■ **WHAT YOU NEED TO DO**: Could you print all of the data below again, exactly?

———

//! Routing from a reservation's supplier and country to a gateway.
//!
//! Dispatch tries the exact `(supplier_id, country)` route first, then the
//! supplier's `"*"` wildcard, then the registry-wide default. Country codes
//! are matched case-insensitively.

use std::collections::HashMap;
use std::sync::Arc;

use surebook_core::SupplierGateway;

/// Country wildcard accepted by [`SupplierRegistry::register`].
pub const ANY_COUNTRY: &str = "*";

/// Maps `(supplier_id, country)` to a booking gateway.
#[derive(Default)]
pub struct SupplierRegistry {
    routes: HashMap<(String, String), Arc<dyn SupplierGateway>>,
    fallback: Option<Arc<dyn SupplierGateway>>,
}

impl SupplierRegistry {
    /// An empty registry with no routes and no default.
    #[must_use]
    pub fn new() -> Self {
        Self::default()
    }

    /// Route a supplier/country pair to `gateway`.
    ///
    /// Use [`ANY_COUNTRY`] as the country to catch every country for the
    /// supplier that has no more specific route.
    #[must_use]
    pub fn register(
        mut self,
        supplier_id: impl Into<String>,
        country: impl Into<String>,
        gateway: Arc<dyn SupplierGateway>,
    ) -> Self {
        let key = (supplier_id.into(), country.into().to_uppercase());
        self.routes.insert(key, gateway);
        self
    }

    /// Gateway used when no route matches at all.
    #[must_use]
    pub fn with_default(mut self, gateway: Arc<dyn SupplierGateway>) -> Self {
        self.fallback = Some(gateway);
        self
    }

    /// Resolve the gateway for a reservation's supplier and country.
    #[must_use]
    pub fn resolve(&self, supplier_id: &str, country: &str) -> Option<Arc<dyn SupplierGateway>> {
        let exact = (supplier_id.to_owned(), country.to_uppercase());
        if let Some(gateway) = self.routes.get(&exact) {
            return Some(Arc::clone(gateway));
        }
        let wildcard = (supplier_id.to_owned(), ANY_COUNTRY.to_owned());
        if let Some(gateway) = self.routes.get(&wildcard) {
            return Some(Arc::clone(gateway));
        }
        self.fallback.as_ref().map(Arc::clone)
    }
}

impl std::fmt::Debug for SupplierRegistry {
    fn fmt(&self, f: &mut std::fmt::Formatter<'_>) -> std::fmt::Result {
        f.debug_struct("SupplierRegistry")
            .field("routes", &self.routes.keys().collect::<Vec<_>>())
            .field("has_default", &self.fallback.is_some())
            .finish()
    }
}

#[cfg(test)]
#[allow(clippy::unwrap_used)]
mod tests {
    use super::*;
    use surebook_testing::MockSupplierGateway;

    #[test]
    fn exact_route_beats_wildcard_and_default() {
        let exact: Arc<dyn SupplierGateway> = MockSupplierGateway::shared();
        let registry = SupplierRegistry::new()
            .register("hertz", "FR", Arc::clone(&exact))
            .register("hertz", ANY_COUNTRY, MockSupplierGateway::shared())
            .with_default(MockSupplierGateway::shared());

        let resolved = registry.resolve("hertz", "FR").unwrap();

        assert!(Arc::ptr_eq(&resolved, &exact));
    }

    #[test]
    fn wildcard_catches_unrouted_countries() {
        let wildcard: Arc<dyn SupplierGateway> = MockSupplierGateway::shared();
        let registry = SupplierRegistry::new()
            .register("hertz", "FR", MockSupplierGateway::shared())
            .register("hertz", ANY_COUNTRY, Arc::clone(&wildcard));

        let resolved = registry.resolve("hertz", "JP").unwrap();

        assert!(Arc::ptr_eq(&resolved, &wildcard));
    }

    #[test]
    fn default_catches_unknown_suppliers() {
        let fallback: Arc<dyn SupplierGateway> = MockSupplierGateway::shared();
        let registry = SupplierRegistry::new().with_default(Arc::clone(&fallback));

        assert!(registry.resolve("unknown", "US").is_some());
    }

    #[test]
    fn no_route_resolves_to_none() {
        let registry = SupplierRegistry::new().register("hertz", "FR", MockSupplierGateway::shared());

        assert!(registry.resolve("avis", "FR").is_none());
    }

    #[test]
    fn country_lookup_is_case_insensitive() {
        let registry = SupplierRegistry::new().register("hertz", "fr", MockSupplierGateway::shared());

        assert!(registry.resolve("hertz", "Fr").is_some());
        assert!(registry.resolve("hertz", "FR").is_some());
    }
}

———

■ **TASK RESPONSE**:
//! Routing from a reservation's supplier and country to a gateway.
//!
//! Dispatch tries the exact `(supplier_id, country)` route first, then the
//! supplier's `"*"` wildcard, then the registry-wide default. Country codes
//! are matched case-insensitively.

use std::collections::HashMap;
use std::sync::Arc;

use surebook_core::SupplierGateway;

/// Country wildcard accepted by [`SupplierRegistry::register`].
pub const ANY_COUNTRY: &str = "*";

/// Maps `(supplier_id, country)` to a booking gateway.
#[derive(Default)]
pub struct SupplierRegistry {
    routes: HashMap<(String, String), Arc<dyn SupplierGateway>>,
    fallback: Option<Arc<dyn SupplierGateway>>,
}

impl SupplierRegistry {
    /// An empty registry with no routes and no default.
    #[must_use]
    pub fn new() -> Self {
        Self::default()
    }

    /// Route a supplier/country pair to `gateway`.
    ///
    /// Use [`ANY_COUNTRY`] as the country to catch every country for the
    /// supplier that has no more specific route.
    #[must_use]
    pub fn register(
        mut self,
        supplier_id: impl Into<String>,
        country: impl Into<String>,
        gateway: Arc<dyn SupplierGateway>,
    ) -> Self {
        let key = (supplier_id.into(), country.into().to_uppercase());
        self.routes.insert(key, gateway);
        self
    }

    /// Gateway used when no route matches at all.
    #[must_use]
    pub fn with_default(mut self, gateway: Arc<dyn SupplierGateway>) -> Self {
        self.fallback = Some(gateway);
        self
    }

    /// Resolve the gateway for a reservation's supplier and country.
    #[must_use]
    pub fn resolve(&self, supplier_id: &str, country: &str) -> Option<Arc<dyn SupplierGateway>> {
        let exact = (supplier_id.to_owned(), country.to_uppercase());
        if let Some(gateway) = self.routes.get(&exact) {
            return Some(Arc::clone(gateway));
        }
        let wildcard = (supplier_id.to_owned(), ANY_COUNTRY.to_owned());
        if let Some(gateway) = self.routes.get(&wildcard) {
            return Some(Arc::clone(gateway));
        }
        self.fallback.as_ref().map(Arc::clone)
    }
}

impl std::fmt::Debug for SupplierRegistry {
    fn fmt(&self, f: &mut std::fmt::Formatter<'_>) -> std::fmt::Result {
        f.debug_struct("SupplierRegistry")
            .field("routes", &self.routes.keys().collect::<Vec<_>>())
            .field("has_default", &self.fallback.is_some())
            .finish()
    }
}

#[cfg(test)]
#[allow(clippy::unwrap_used)]
mod tests {
    use super::*;
    use surebook_testing::MockSupplierGateway;

    #[test]
    fn exact_route_beats_wildcard_and_default() {
        let exact: Arc<dyn SupplierGateway> = MockSupplierGateway::shared();
        let registry = SupplierRegistry::new()
            .register("hertz", "FR", Arc::clone(&exact))
            .register("hertz", ANY_COUNTRY, MockSupplierGateway::shared())
            .with_default(MockSupplierGateway::shared());

        let resolved = registry.resolve("hertz", "FR").unwrap();

        assert!(Arc::ptr_eq(&resolved, &exact));
    }

    #[test]
    fn wildcard_catches_unrouted_countries() {
        let wildcard: Arc<dyn SupplierGateway> = MockSupplierGateway::shared();
        let registry = SupplierRegistry::new()
            .register("hertz", "FR", MockSupplierGateway::shared())
            .register("hertz", ANY_COUNTRY, Arc::clone(&wildcard));

        let resolved = registry.resolve("hertz", "JP").unwrap();

        assert!(Arc::ptr_eq(&resolved, &wildcard));
    }

    #[test]
    fn default_catches_unknown_suppliers() {
        let fallback: Arc<dyn SupplierGateway> = MockSupplierGateway::shared();
        let registry = SupplierRegistry::new().with_default(Arc::clone(&fallback));

        assert!(registry.resolve("unknown", "US").is_some());
    }

    #[test]
    fn no_route_resolves_to_none() {
        let registry = SupplierRegistry::new().register("hertz", "FR", MockSupplierGateway::shared());

        assert!(registry.resolve("avis", "FR").is_none());
    }

    #[test]
    fn country_lookup_is_case_insensitive() {
        let registry = SupplierRegistry::new().register("hertz", "fr", MockSupplierGateway::shared());

        assert!(registry.resolve("hertz", "Fr").is_some());
        assert!(registry.resolve("hertz", "FR").is_some());
    }
}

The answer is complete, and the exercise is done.